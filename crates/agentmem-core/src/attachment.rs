//! Optional memory capability for agents.
//!
//! An agent either carries the full memory stack or runs memory-less,
//! and calls the same methods either way. `Detached` recalls nothing,
//! accepts writes as no-ops, and passes pending context through
//! untouched, so callers never branch on a nullable field.

use agentmem_storage::{MemoryRecord, NewMemory, NewMessage, StoredMessage};

use crate::context::{ContextConfig, ContextEntry, ContextManager, ContextWindow};
use crate::error::Result;
use crate::manager::MemoryManager;
use crate::retriever::{DEFAULT_RECALL_LIMIT, MemoryRetriever};
use crate::tokens;

#[derive(Clone)]
pub enum MemoryAttachment {
    Attached {
        manager: MemoryManager,
        retriever: MemoryRetriever,
        context: ContextManager,
    },
    Detached,
}

impl MemoryAttachment {
    pub fn attached(manager: MemoryManager, config: ContextConfig) -> Self {
        let retriever = manager.retriever();
        Self::Attached {
            manager,
            retriever,
            context: ContextManager::new(config),
        }
    }

    pub fn detached() -> Self {
        Self::Detached
    }

    pub fn is_attached(&self) -> bool {
        matches!(self, Self::Attached { .. })
    }

    /// The manager, when one is attached.
    pub fn manager(&self) -> Option<&MemoryManager> {
        match self {
            Self::Attached { manager, .. } => Some(manager),
            Self::Detached => None,
        }
    }

    /// Store a conversation message. Detached agents drop it and report
    /// success.
    pub async fn record_message(&self, draft: NewMessage) -> Result<Option<StoredMessage>> {
        match self {
            Self::Attached { manager, .. } => Ok(Some(manager.store_message(draft).await?)),
            Self::Detached => Ok(None),
        }
    }

    /// Store a memory. Detached agents drop it and report success.
    pub async fn record_memory(&self, draft: NewMemory) -> Result<Option<MemoryRecord>> {
        match self {
            Self::Attached { manager, .. } => Ok(Some(manager.store_memory(draft).await?)),
            Self::Detached => Ok(None),
        }
    }

    /// Memories relevant to an incoming message; always empty when
    /// detached.
    pub async fn recall(&self, agent_id: &str, content: &str) -> Vec<MemoryRecord> {
        match self {
            Self::Attached { retriever, .. } => {
                retriever
                    .retrieve_for_message(agent_id, content, None, DEFAULT_RECALL_LIMIT)
                    .await
            }
            Self::Detached => Vec::new(),
        }
    }

    /// Assemble the context for an agent's next turn: stored history plus
    /// `pending` messages, pruned to budget, with relevant memories
    /// injected. Detached agents get their pending messages back
    /// unchanged.
    pub async fn prepare_context(
        &self,
        session_id: &str,
        agent_id: &str,
        pending: &[StoredMessage],
    ) -> Result<ContextWindow> {
        match self {
            Self::Attached {
                manager, context, ..
            } => {
                context
                    .prepare_from_storage(manager, session_id, Some(agent_id), pending)
                    .await
            }
            Self::Detached => Ok(ContextWindow {
                messages: pending.iter().map(ContextEntry::from).collect(),
                memories: Vec::new(),
                total_tokens: tokens::estimate_conversation(pending),
                pruned_count: 0,
                counts: Default::default(),
            }),
        }
    }
}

# PROMPT
Output the first line of the entries above and every line after it, exactly as written, ending with the line that contains "and calls the".

# SOLUTION TO THIS PROBLEM
filename crates/agentmem-core/src/attachment.rs
//! Optional memory capability for agents.
//!
//! An agent either carries the full memory stack or runs memory-less,
//! and calls the same methods either way. `Detached` recalls nothing,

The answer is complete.